Il Pd chiude le consultazioni e si affida al presidente della Repubblica, assicurando a Sergio Mattarella "tutto il sostegno" del partito di maggioranza relativa in Parlamento "alla soluzione alla crisi che riterrà più opportuna". Matteo Renzi, insomma, non si tira indietro, ma è già tornato a Pontassieve. Il capo dello Stato ritiene imprescindibile che a nascere sia un "Governo con pieni poteri". "Ci sto – è il ragionamento del premier dimissionario – purché si faccia in fretta". Le posizioni in campo, insomma, non cambiano. Dagli incontri al Quirinale, però, sottolinea Luigi Zanda, è emerso "un larghissimo rifiuto" ad un esecutivo di responsabilità nazionale. Quindi pieno appoggio al capo dello Stato, ma "l'obiettivo" rimane "quello di andare al voto il più velocemente possibile".

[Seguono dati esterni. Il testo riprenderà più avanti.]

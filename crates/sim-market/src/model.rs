//! 레짐 조건부 경험적 틱 모델.
//!
//! 모델 파일은 세 개의 매핑을 가진 JSON 문서입니다:
//! - `transition`: `"모멘텀,브레이크아웃,방향"` → `"델타,스프레드,잔량"` 버킷 → 정수 가중치
//! - `ticks_per_regime`: `"모멘텀,브레이크아웃"` → 관측된 틱 수
//! - `seconds_per_regime`: `"모멘텀,브레이크아웃"` → 관측된 시간 (초)
//!
//! 버킷 값은 고정 배율로 해석합니다 (델타 × 0.005, 스프레드 × 0.01, 잔량 × 100).
//! 배율은 모델 데이터와 함께만 바꿀 수 있습니다.

use rand::distributions::{Distribution, WeightedIndex};
use rand::Rng;
use serde::{Deserialize, Serialize};
use sim_core::{Regime, SimError, SimResult, Sign, KEY_SEPARATOR};
use std::collections::{BTreeMap, HashMap};
use std::path::Path;
use tracing::{debug, info, warn};

/// 가격 델타 버킷 배율 (통화 단위).
pub const PRICE_DELTA_SCALE: f64 = 0.005;
/// 스프레드 버킷 배율 (통화 단위).
pub const SPREAD_SCALE: f64 = 0.01;
/// 잔량 버킷 배율 (주).
pub const SIZE_SCALE: u64 = 100;

/// 단일 Knuth 추출에 허용하는 최대 λ. 이보다 크면 나눠서 합산합니다.
const MAX_KNUTH_LAMBDA: f64 = 30.0;

/// 허용하는 최대 업데이트 빈도 (초당). 이를 넘는 모델은 손상된 파일로 봅니다.
pub const MAX_UPDATE_RATE: f64 = 10_000.0;

/// 모델 파일 문서.
///
/// 버킷 순서가 시드 재현성에 영향을 주므로 정렬된 맵을 씁니다.
#[derive(Debug, Clone, Default, Serialize, Deserialize)]
pub struct ModelDocument {
    #[serde(default)]
    pub transition: BTreeMap<String, BTreeMap<String, u64>>,
    #[serde(default)]
    pub ticks_per_regime: BTreeMap<String, f64>,
    #[serde(default)]
    pub seconds_per_regime: BTreeMap<String, f64>,
}

/// 이산화된 (델타, 스프레드, 잔량) 버킷.
#[derive(Debug, Clone, Copy, PartialEq, Eq, Hash)]
pub struct TickBucket {
    pub delta: i32,
    pub spread: i32,
    pub size: i32,
}

impl TickBucket {
    /// `"델타,스프레드,잔량"` 형식의 버킷 키를 해석합니다.
    pub fn parse(key: &str) -> Result<Self, String> {
        let fields = key
            .split(KEY_SEPARATOR)
            .map(|f| f.trim().parse::<i32>())
            .collect::<Result<Vec<_>, _>>()
            .map_err(|e| format!("invalid bucket key {key:?}: {e}"))?;

        match fields.as_slice() {
            [delta, spread, size] => Ok(Self {
                delta: *delta,
                spread: *spread,
                size: *size,
            }),
            _ => Err(format!(
                "bucket key must have 3 fields, got {}: {key:?}",
                fields.len()
            )),
        }
    }

    /// 버킷을 연속 값으로 변환합니다.
    pub fn decode(&self) -> SampledTick {
        SampledTick {
            price_delta: f64::from(self.delta) * PRICE_DELTA_SCALE,
            spread: f64::from(self.spread) * SPREAD_SCALE,
            size: u64::try_from(self.size.max(0)).unwrap_or(0) * SIZE_SCALE,
        }
    }
}

/// 모델에서 뽑은 원시 틱 값.
#[derive(Debug, Clone, Copy, PartialEq)]
pub struct SampledTick {
    pub price_delta: f64,
    pub spread: f64,
    pub size: u64,
}

impl SampledTick {
    /// 키가 없거나 분포가 비었을 때 쓰는 중립 틱.
    pub const FALLBACK: SampledTick = SampledTick {
        price_delta: 0.0,
        spread: 0.01,
        size: 100,
    };
}

/// 한 (레짐, 방향) 키의 가중 버킷 분포.
#[derive(Debug, Clone)]
struct BucketDistribution {
    buckets: Vec<TickBucket>,
    index: WeightedIndex<u64>,
}

/// 레짐 조건부 경험적 빈도 테이블.
///
/// 생성 후에는 읽기 전용입니다.
#[derive(Debug, Clone, Default)]
pub struct RegimeModel {
    transitions: HashMap<(Regime, Sign), BucketDistribution>,
    rates: HashMap<Regime, f64>,
}

impl RegimeModel {
    /// 빈 모델. 모든 조회가 대체값을 반환합니다.
    pub fn empty() -> Self {
        Self::default()
    }

    /// 파일에서 모델을 로드합니다.
    ///
    /// 파일이 없으면 빈 모델을 반환하고, 파일이 있는데 형식이 잘못되었으면
    /// `SimError::ModelFormat`으로 실패합니다.
    pub fn load(path: impl AsRef<Path>) -> SimResult<Self> {
        let path = path.as_ref();
        if !path.exists() {
            warn!(path = %path.display(), "Model file not found, running on empty model");
            return Ok(Self::empty());
        }

        let content = std::fs::read_to_string(path)?;
        let model = Self::from_json_str(&content)?;
        info!(
            path = %path.display(),
            transitions = model.transitions.len(),
            regimes = model.rates.len(),
            "Regime model loaded"
        );
        Ok(model)
    }

    /// JSON 문자열에서 모델을 만듭니다.
    pub fn from_json_str(s: &str) -> SimResult<Self> {
        let document: ModelDocument = serde_json::from_str(s)
            .map_err(|e| SimError::ModelFormat(format!("invalid model document: {e}")))?;
        Self::from_document(document)
    }

    /// 역직렬화된 문서에서 모델을 만듭니다.
    pub fn from_document(document: ModelDocument) -> SimResult<Self> {
        let mut transitions = HashMap::with_capacity(document.transition.len());

        for (key, buckets) in &document.transition {
            let (regime, sign) =
                Regime::parse_transition_key(key).map_err(SimError::ModelFormat)?;

            let mut parsed = Vec::with_capacity(buckets.len());
            let mut weights = Vec::with_capacity(buckets.len());
            for (bucket_key, weight) in buckets {
                parsed.push(TickBucket::parse(bucket_key).map_err(SimError::ModelFormat)?);
                weights.push(*weight);
            }

            // 가중치 합이 0이거나 버킷이 없으면 분포를 만들지 않고 대체값 정책을 따릅니다.
            match WeightedIndex::new(&weights) {
                Ok(index) => {
                    transitions.insert(
                        (regime, sign),
                        BucketDistribution {
                            buckets: parsed,
                            index,
                        },
                    );
                }
                Err(e) => debug!(key = %key, error = %e, "Skipping empty bucket distribution"),
            }
        }

        let mut rates = HashMap::new();
        for (key, ticks) in &document.ticks_per_regime {
            let regime: Regime = key.parse().map_err(SimError::ModelFormat)?;
            let seconds = document.seconds_per_regime.get(key).copied().unwrap_or(0.0);
            let rate = Self::rate(*ticks, seconds);
            if rate > MAX_UPDATE_RATE {
                return Err(SimError::ModelFormat(format!(
                    "update rate {rate} for {key:?} exceeds {MAX_UPDATE_RATE} per second"
                )));
            }
            rates.insert(regime, rate);
        }
        for key in document.seconds_per_regime.keys() {
            let _: Regime = key.parse().map_err(SimError::ModelFormat)?;
        }

        Ok(Self { transitions, rates })
    }

    /// λ = ticks / max(1, seconds).
    fn rate(ticks: f64, seconds: f64) -> f64 {
        let lambda = ticks / seconds.max(1.0);
        if lambda.is_finite() {
            lambda.max(0.0)
        } else {
            0.0
        }
    }

    /// 레짐의 초당 업데이트 빈도 λ. 기록이 없으면 0.
    pub fn update_rate(&self, regime: Regime) -> f64 {
        self.rates.get(&regime).copied().unwrap_or(0.0)
    }

    /// 전이 분포가 있는 (레짐, 방향) 키 수.
    pub fn len(&self) -> usize {
        self.transitions.len()
    }

    pub fn is_empty(&self) -> bool {
        self.transitions.is_empty() && self.rates.is_empty()
    }

    /// 이번 스텝의 업데이트 횟수를 포아송 분포에서 뽑습니다.
    pub fn sample_update_count<R: Rng + ?Sized>(&self, regime: Regime, rng: &mut R) -> u32 {
        sample_poisson(self.update_rate(regime), rng)
    }

    /// (레짐, 방향) 분포에서 원시 틱을 뽑습니다.
    pub fn sample_tick<R: Rng + ?Sized>(
        &self,
        regime: Regime,
        sign: Sign,
        rng: &mut R,
    ) -> SampledTick {
        match self.transitions.get(&(regime, sign)) {
            Some(dist) => dist.buckets[dist.index.sample(rng)].decode(),
            None => SampledTick::FALLBACK,
        }
    }
}

/// 역변환(Knuth) 방식의 정확한 포아송 추출.
///
/// 큰 λ는 `e^-λ` 언더플로를 피하기 위해 30 이하 조각으로 나눠 독립 추출을 합산합니다.
/// λ는 [`MAX_UPDATE_RATE`]로 제한됩니다.
pub fn sample_poisson<R: Rng + ?Sized>(lambda: f64, rng: &mut R) -> u32 {
    if !lambda.is_finite() || lambda <= 0.0 {
        return 0;
    }

    let mut remaining = lambda.min(MAX_UPDATE_RATE);
    let mut total = 0u32;
    while remaining > 0.0 {
        let chunk = remaining.min(MAX_KNUTH_LAMBDA);
        total = total.saturating_add(knuth_poisson(chunk, rng));
        remaining -= chunk;
    }
    total
}

fn knuth_poisson<R: Rng + ?Sized>(lambda: f64, rng: &mut R) -> u32 {
    let limit = (-lambda).exp();
    let mut count = 0u32;
    let mut product: f64 = rng.gen();
    while product > limit {
        count += 1;
        product *= rng.gen::<f64>();
    }
    count
}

La delegazione dem, per rispetto delle prerogative costituzionali, non fa nomi a Mattarella, ma la maggioranza del partito rimane compatta intorno all'ipotesi Gentiloni. Il segretario Pd, pur rimanendo all'ombra dei riflettori, continua a giocare in prima persona la partita della sua successione. A palazzo Chigi, sfilano alla sua scrivania Pier Carlo Padoan, Dario Franceschini, Maria Elena Boschi, Carlo Calenda, Maurizio Martina, Angelino Alfano, Andrea Orlando. Ai suoi interlocutori, viene spiegato, Renzi ribadisce di non voler accettare, qualora dovesse essere prospettato dal Quirinale, un possibile reincarico. "La prima poltrona a saltare è la mia", aveva detto domenica a spoglio ancora in corso: tornare indietro adesso – è il ragionamento – vorrebbe dire esporre se stesso e il Pd a un tracollo. Via libera a un Governo che abbia lo stesso perimetro parlamentare di quello attuale, quindi, ma con il faro del voto anticipato non appena sono chiare le regole del gioco, con una legge elettorale riformata e omogenea per Camera e Senato.
La partita a scacchi che si gioca tra palazzo Chigi e il Quirinale è quindi quella che riguarda la data del voto, con la componente renziana del Pd che punta a tornare alle urne già ad aprile, o al massimo a giugno, e Mattarella che ricorda come "vi sono di fronte a noi adempimenti, impegni, scadenze che vanno affrontati e rispettati", adempimenti – sottolinea guardando all'anniversario dei trattati di Roma a marzo e al G7 di Taormina a maggio – sia interni, che di carattere europeo e internazionale.
Mentre si attende che, oggi, il Capo dello Stato sciolga la riserva e affidi l'incarico al nuovo premier, a palazzo Chigi si ragiona sulla nuova squadra di Governo. L'intenzione, viene spiegato, sarebbe quella di confermare in larga parte le poltrone dei ministeri. A rischio sostituzione sarebbero, secondo le ultime voci, solo Stefania Giannini, Giuliano Poletti. Dopo voci di addio, infatti, sembrerebbero invece rimanere al loro posto Maria Elena Boschi (magari lasciando le Riforme e conservando i Rapporti con il Parlamento) e Marianna Madia, alle prese con i decreti attuativi della riforma della Pubblica amministrazione. Da rimpiazzare, poi, la poltrona del titolare della Farnesina, se davvero dovesse ricadere su di lui la scelta di Mattarella. Al suo posto, nel toto nomi, spunta quello di Pietro Fassino, ex sindaco di Torino. Possibile anche un trasferimento del ministro dello Sviluppo economico Carlo Calenda, ma – fanno notare alcuni parlamentari – sarebbe il suo terzo 'trasferimento' (dopo il ritorno da ministro a via Veneto da Bruxelles dopo essere stato viceministro) nel giro di pochi mesi. Dovrebbe rimanere al Tesoro Pier Carlo Padoan, ritenuto fondamentale conoscitore dei dossier economici anche alla luce della crisi Mps. Confermati, poi, Dario Franceschini come ministro della Cultura, Andrea Orlando alla Giustizia, Roberta Pinotti alla Difesa e Maurizio Martina all'Agricoltura, oltre ai rappresentanti della minoranza di Governo Angelino Alfano, Beatrice Lorenzin ed Enrico Costa.